◆ **Prompt**: Report each line of the entries below that has the word "trimmed" in it.

◆ **Collected data**:
Content starts
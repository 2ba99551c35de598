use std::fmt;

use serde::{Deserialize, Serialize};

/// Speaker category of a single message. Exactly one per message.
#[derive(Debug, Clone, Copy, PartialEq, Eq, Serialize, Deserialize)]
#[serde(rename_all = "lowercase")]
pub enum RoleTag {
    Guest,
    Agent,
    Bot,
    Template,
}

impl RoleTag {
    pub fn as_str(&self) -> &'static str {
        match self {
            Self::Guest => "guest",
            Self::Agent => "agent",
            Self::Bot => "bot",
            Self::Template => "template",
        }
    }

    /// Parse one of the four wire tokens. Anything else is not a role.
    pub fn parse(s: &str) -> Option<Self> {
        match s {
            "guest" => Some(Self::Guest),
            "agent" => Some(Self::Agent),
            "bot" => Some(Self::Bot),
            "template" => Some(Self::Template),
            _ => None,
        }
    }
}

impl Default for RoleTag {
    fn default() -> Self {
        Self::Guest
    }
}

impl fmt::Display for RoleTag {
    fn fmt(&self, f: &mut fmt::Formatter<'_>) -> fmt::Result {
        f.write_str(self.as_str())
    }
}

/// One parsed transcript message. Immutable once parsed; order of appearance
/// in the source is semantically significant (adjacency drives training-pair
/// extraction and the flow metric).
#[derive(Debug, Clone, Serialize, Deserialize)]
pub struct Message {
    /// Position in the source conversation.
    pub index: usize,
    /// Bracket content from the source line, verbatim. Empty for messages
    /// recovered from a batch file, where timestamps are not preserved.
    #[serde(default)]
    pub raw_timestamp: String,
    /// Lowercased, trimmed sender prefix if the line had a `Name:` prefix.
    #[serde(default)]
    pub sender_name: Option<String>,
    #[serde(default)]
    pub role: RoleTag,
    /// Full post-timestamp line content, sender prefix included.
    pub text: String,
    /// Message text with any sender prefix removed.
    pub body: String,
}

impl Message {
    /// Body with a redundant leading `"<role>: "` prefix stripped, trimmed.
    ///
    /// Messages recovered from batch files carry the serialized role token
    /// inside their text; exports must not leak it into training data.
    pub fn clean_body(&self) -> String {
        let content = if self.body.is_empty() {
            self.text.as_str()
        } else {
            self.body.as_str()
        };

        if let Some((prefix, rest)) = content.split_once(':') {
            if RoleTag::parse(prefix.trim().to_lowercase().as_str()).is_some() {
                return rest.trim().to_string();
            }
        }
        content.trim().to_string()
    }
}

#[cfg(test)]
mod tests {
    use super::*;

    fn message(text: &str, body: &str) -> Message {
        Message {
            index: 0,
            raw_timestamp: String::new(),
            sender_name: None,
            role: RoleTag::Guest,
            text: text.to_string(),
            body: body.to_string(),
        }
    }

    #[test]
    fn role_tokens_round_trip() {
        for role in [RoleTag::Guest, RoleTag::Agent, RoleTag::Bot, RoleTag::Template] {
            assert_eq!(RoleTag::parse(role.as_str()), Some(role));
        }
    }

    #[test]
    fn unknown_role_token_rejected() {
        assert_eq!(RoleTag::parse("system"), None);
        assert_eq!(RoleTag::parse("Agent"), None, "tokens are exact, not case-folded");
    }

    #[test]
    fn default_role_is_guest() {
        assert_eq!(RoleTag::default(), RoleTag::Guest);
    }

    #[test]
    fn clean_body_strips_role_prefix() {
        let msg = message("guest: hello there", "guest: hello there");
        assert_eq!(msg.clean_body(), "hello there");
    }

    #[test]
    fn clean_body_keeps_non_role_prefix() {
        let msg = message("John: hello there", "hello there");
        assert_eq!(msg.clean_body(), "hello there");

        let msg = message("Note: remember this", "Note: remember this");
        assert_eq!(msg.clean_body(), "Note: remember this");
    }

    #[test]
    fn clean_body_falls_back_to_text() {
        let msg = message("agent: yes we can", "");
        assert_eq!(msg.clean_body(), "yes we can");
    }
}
Content ends
◆ **Output below**:
    /// Lowercased, trimmed sender prefix if the line had a `Name:` prefix.
    /// Body with a redundant leading `"<role>: "` prefix stripped, trimmed.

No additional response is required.